## Assignment
Please find every line in the records below that contains the word "seen", and copy it.

## Dataset
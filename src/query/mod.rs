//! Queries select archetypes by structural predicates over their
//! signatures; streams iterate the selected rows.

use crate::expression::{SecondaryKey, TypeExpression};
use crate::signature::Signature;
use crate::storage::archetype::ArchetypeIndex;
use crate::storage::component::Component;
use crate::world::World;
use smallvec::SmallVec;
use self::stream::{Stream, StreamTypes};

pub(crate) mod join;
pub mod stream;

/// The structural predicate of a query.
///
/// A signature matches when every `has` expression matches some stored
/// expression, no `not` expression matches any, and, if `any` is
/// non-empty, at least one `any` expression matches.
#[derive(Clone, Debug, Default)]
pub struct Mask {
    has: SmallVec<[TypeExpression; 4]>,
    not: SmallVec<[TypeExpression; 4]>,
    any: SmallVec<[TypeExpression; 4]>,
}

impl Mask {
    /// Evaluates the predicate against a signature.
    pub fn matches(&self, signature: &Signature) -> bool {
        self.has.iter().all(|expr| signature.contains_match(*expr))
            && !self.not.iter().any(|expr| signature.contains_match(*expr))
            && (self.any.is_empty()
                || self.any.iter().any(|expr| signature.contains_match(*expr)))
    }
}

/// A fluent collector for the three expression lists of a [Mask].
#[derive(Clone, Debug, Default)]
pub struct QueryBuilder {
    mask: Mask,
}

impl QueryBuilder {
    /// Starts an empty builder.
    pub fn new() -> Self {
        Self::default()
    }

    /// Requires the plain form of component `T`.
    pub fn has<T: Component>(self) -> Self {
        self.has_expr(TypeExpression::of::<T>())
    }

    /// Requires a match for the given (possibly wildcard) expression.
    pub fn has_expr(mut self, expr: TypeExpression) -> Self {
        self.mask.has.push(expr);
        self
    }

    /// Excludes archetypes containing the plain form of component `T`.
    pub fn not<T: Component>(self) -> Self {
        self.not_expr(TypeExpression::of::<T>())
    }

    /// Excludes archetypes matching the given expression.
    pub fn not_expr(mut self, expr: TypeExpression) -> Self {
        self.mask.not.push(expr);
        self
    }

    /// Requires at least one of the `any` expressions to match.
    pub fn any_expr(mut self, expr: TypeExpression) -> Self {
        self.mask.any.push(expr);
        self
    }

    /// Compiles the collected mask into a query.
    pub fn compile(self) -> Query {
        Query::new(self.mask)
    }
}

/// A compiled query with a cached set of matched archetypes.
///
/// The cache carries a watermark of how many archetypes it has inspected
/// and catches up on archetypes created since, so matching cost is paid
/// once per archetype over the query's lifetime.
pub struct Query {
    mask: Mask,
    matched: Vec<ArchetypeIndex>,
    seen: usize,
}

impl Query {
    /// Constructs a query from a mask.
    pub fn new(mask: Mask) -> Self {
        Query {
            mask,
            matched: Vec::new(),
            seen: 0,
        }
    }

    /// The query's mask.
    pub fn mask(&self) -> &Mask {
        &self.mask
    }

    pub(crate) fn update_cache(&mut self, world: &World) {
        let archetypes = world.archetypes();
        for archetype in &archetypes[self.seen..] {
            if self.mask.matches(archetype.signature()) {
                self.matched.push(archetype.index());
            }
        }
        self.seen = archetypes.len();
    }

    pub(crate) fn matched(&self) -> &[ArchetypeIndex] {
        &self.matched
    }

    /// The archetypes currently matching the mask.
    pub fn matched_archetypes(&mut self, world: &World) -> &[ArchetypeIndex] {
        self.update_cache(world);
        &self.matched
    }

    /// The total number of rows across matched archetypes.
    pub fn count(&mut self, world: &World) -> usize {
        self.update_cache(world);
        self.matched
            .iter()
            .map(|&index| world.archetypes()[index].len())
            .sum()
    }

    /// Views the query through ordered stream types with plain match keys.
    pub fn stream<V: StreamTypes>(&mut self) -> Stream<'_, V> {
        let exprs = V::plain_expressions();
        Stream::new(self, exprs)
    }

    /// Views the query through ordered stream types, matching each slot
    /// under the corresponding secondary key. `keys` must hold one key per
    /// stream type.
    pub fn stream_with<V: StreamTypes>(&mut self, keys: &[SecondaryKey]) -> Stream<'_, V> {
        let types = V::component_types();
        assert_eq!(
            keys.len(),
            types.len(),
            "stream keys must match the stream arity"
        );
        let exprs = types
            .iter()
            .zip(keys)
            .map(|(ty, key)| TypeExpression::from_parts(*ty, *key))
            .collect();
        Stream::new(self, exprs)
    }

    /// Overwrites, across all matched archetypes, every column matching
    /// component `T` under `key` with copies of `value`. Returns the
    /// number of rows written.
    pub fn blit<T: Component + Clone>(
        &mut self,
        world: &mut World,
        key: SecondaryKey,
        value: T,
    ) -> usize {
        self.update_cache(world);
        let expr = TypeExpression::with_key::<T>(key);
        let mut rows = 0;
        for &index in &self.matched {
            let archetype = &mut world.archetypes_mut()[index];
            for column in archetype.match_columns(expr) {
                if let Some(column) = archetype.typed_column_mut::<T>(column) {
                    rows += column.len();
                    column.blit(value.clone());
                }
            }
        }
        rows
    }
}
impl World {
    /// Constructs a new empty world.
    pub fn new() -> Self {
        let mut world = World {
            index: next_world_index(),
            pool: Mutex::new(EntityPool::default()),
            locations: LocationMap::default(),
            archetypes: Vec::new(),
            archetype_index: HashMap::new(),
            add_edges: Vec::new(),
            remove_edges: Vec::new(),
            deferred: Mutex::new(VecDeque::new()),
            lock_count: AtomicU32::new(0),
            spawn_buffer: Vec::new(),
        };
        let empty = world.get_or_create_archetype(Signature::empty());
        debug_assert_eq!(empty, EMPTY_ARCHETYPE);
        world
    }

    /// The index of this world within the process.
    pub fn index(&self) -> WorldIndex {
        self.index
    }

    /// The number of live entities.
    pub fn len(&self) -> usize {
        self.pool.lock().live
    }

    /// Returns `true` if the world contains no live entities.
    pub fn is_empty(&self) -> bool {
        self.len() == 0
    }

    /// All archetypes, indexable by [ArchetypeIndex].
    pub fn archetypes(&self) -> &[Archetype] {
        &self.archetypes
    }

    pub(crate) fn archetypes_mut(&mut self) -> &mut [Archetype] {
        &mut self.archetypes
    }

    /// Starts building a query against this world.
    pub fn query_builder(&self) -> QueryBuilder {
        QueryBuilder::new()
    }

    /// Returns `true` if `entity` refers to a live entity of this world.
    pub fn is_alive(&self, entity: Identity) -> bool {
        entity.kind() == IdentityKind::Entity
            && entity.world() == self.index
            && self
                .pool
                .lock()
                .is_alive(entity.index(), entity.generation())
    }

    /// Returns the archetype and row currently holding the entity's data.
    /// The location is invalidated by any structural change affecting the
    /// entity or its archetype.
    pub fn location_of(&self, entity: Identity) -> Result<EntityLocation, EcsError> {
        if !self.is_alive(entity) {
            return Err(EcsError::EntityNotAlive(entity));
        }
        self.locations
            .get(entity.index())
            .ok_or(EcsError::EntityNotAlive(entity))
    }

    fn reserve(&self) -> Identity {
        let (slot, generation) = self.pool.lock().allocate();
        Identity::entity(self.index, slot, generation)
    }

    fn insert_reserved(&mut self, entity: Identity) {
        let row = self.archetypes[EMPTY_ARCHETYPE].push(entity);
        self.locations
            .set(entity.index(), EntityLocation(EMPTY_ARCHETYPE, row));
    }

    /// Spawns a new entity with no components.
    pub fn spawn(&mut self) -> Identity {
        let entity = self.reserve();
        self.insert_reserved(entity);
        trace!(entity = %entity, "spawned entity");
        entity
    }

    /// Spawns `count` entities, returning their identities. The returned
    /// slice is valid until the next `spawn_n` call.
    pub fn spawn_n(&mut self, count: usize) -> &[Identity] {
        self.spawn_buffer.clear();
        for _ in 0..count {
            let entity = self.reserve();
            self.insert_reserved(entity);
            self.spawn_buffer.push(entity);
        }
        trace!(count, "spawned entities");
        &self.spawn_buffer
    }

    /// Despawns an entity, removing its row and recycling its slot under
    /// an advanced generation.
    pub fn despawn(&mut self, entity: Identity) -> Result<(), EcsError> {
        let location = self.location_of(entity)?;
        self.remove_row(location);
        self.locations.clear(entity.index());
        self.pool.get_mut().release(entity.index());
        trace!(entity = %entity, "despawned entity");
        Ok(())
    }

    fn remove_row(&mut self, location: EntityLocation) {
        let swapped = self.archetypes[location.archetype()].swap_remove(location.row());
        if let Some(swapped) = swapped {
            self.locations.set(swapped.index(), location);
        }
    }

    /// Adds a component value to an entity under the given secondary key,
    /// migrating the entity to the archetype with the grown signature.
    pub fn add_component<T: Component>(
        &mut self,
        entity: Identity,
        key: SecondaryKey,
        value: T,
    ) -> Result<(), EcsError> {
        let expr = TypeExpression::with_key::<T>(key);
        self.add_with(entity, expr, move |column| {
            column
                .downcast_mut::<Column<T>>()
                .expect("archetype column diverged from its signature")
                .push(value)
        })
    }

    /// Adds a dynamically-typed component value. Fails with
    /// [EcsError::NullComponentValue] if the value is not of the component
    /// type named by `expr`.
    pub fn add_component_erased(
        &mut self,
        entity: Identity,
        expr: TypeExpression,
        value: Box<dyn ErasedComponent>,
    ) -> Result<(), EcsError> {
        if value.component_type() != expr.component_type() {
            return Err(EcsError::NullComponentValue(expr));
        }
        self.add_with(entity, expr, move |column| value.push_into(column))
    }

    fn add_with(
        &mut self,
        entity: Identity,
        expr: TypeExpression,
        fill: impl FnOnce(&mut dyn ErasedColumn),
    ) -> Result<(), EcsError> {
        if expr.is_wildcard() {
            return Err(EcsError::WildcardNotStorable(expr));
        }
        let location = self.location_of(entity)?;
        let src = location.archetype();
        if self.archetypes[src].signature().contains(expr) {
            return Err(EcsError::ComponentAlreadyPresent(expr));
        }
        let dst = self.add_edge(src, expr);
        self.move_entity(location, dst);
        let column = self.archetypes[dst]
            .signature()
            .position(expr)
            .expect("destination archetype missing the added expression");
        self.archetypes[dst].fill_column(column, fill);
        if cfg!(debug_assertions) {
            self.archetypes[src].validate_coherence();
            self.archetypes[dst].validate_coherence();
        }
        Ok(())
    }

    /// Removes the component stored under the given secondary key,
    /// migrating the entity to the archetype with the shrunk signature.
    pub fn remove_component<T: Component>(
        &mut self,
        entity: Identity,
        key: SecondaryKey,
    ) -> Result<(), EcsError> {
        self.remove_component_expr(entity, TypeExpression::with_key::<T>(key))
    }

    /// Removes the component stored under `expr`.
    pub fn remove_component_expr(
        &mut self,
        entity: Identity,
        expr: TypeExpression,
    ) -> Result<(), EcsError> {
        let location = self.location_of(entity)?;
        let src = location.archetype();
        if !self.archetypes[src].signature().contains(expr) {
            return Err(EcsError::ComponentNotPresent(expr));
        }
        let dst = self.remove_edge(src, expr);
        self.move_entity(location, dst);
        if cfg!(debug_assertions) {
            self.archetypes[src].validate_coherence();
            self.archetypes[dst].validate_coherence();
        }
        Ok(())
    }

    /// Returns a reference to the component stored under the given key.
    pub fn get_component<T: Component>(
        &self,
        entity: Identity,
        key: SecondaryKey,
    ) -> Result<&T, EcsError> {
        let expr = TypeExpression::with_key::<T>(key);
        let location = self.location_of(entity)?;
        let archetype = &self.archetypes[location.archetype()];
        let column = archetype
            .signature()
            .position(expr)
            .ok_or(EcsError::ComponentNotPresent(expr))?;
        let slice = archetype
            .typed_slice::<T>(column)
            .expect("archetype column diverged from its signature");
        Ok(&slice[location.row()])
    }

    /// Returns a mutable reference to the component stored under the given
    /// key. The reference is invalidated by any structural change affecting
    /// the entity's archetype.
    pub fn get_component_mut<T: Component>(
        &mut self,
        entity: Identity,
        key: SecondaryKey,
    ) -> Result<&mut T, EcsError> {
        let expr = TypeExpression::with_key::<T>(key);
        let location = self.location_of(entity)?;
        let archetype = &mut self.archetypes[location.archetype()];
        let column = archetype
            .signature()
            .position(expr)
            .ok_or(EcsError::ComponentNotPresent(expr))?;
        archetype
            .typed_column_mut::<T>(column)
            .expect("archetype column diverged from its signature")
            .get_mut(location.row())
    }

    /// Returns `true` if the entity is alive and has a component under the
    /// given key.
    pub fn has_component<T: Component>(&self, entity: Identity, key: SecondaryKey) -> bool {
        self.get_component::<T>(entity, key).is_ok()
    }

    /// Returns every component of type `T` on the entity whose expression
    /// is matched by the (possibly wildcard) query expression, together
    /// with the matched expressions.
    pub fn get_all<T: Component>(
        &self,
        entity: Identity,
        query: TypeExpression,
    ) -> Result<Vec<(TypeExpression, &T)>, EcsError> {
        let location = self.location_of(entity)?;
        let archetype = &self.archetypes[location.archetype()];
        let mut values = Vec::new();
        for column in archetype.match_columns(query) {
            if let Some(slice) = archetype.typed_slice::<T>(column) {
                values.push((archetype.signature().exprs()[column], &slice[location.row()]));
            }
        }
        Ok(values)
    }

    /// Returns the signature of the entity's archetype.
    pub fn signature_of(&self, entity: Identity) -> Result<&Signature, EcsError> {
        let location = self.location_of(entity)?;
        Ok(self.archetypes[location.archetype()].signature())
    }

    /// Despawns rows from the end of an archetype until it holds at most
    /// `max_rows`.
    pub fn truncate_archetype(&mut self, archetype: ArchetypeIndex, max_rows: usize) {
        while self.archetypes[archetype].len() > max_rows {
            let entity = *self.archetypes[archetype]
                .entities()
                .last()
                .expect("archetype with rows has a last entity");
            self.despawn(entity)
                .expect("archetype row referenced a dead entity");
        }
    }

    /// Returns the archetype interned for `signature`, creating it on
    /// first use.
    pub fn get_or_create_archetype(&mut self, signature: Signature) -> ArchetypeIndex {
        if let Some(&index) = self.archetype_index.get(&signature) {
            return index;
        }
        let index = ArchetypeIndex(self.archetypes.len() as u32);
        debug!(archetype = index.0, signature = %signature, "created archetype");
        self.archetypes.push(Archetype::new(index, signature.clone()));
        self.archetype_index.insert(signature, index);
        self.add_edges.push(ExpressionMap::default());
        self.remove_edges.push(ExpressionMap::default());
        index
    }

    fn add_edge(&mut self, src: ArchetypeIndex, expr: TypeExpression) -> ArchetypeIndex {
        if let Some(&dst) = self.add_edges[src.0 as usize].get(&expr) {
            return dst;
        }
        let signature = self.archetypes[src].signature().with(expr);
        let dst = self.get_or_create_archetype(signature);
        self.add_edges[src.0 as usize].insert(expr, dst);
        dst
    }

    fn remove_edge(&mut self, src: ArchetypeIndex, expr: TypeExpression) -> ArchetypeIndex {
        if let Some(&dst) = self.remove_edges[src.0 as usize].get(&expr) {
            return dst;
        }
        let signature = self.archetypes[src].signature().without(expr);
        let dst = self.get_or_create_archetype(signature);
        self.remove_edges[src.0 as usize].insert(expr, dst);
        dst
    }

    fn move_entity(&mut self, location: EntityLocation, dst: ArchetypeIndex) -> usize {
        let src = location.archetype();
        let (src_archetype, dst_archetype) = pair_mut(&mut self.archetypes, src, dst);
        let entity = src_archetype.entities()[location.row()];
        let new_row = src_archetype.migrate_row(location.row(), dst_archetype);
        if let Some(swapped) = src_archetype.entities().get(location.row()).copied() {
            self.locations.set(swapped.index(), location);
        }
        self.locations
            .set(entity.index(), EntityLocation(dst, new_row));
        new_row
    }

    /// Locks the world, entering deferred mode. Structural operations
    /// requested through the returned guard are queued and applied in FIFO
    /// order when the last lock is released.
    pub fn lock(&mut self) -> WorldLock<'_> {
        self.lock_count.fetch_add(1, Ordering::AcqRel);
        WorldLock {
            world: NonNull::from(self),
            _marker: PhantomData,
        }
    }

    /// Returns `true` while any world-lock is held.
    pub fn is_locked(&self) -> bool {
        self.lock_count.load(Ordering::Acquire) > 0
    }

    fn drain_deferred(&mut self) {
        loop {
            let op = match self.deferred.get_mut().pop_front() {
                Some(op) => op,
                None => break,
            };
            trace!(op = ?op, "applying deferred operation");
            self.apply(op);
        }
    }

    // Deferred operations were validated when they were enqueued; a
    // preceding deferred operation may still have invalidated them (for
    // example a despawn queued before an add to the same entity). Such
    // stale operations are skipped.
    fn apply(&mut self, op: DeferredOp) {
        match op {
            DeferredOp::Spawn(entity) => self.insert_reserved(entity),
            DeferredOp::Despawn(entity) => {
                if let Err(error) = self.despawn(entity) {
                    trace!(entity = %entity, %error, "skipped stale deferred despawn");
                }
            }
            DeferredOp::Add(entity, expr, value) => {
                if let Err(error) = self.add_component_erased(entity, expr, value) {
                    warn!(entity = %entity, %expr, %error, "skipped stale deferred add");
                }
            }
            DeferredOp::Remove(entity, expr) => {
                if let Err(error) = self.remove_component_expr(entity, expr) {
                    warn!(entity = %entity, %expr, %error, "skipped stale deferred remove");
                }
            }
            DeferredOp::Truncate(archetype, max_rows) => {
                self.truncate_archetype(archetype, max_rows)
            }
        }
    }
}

## Finished exercise
    seen: usize,
            seen: 0,
        for archetype in &archetypes[self.seen..] {
        self.seen = archetypes.len();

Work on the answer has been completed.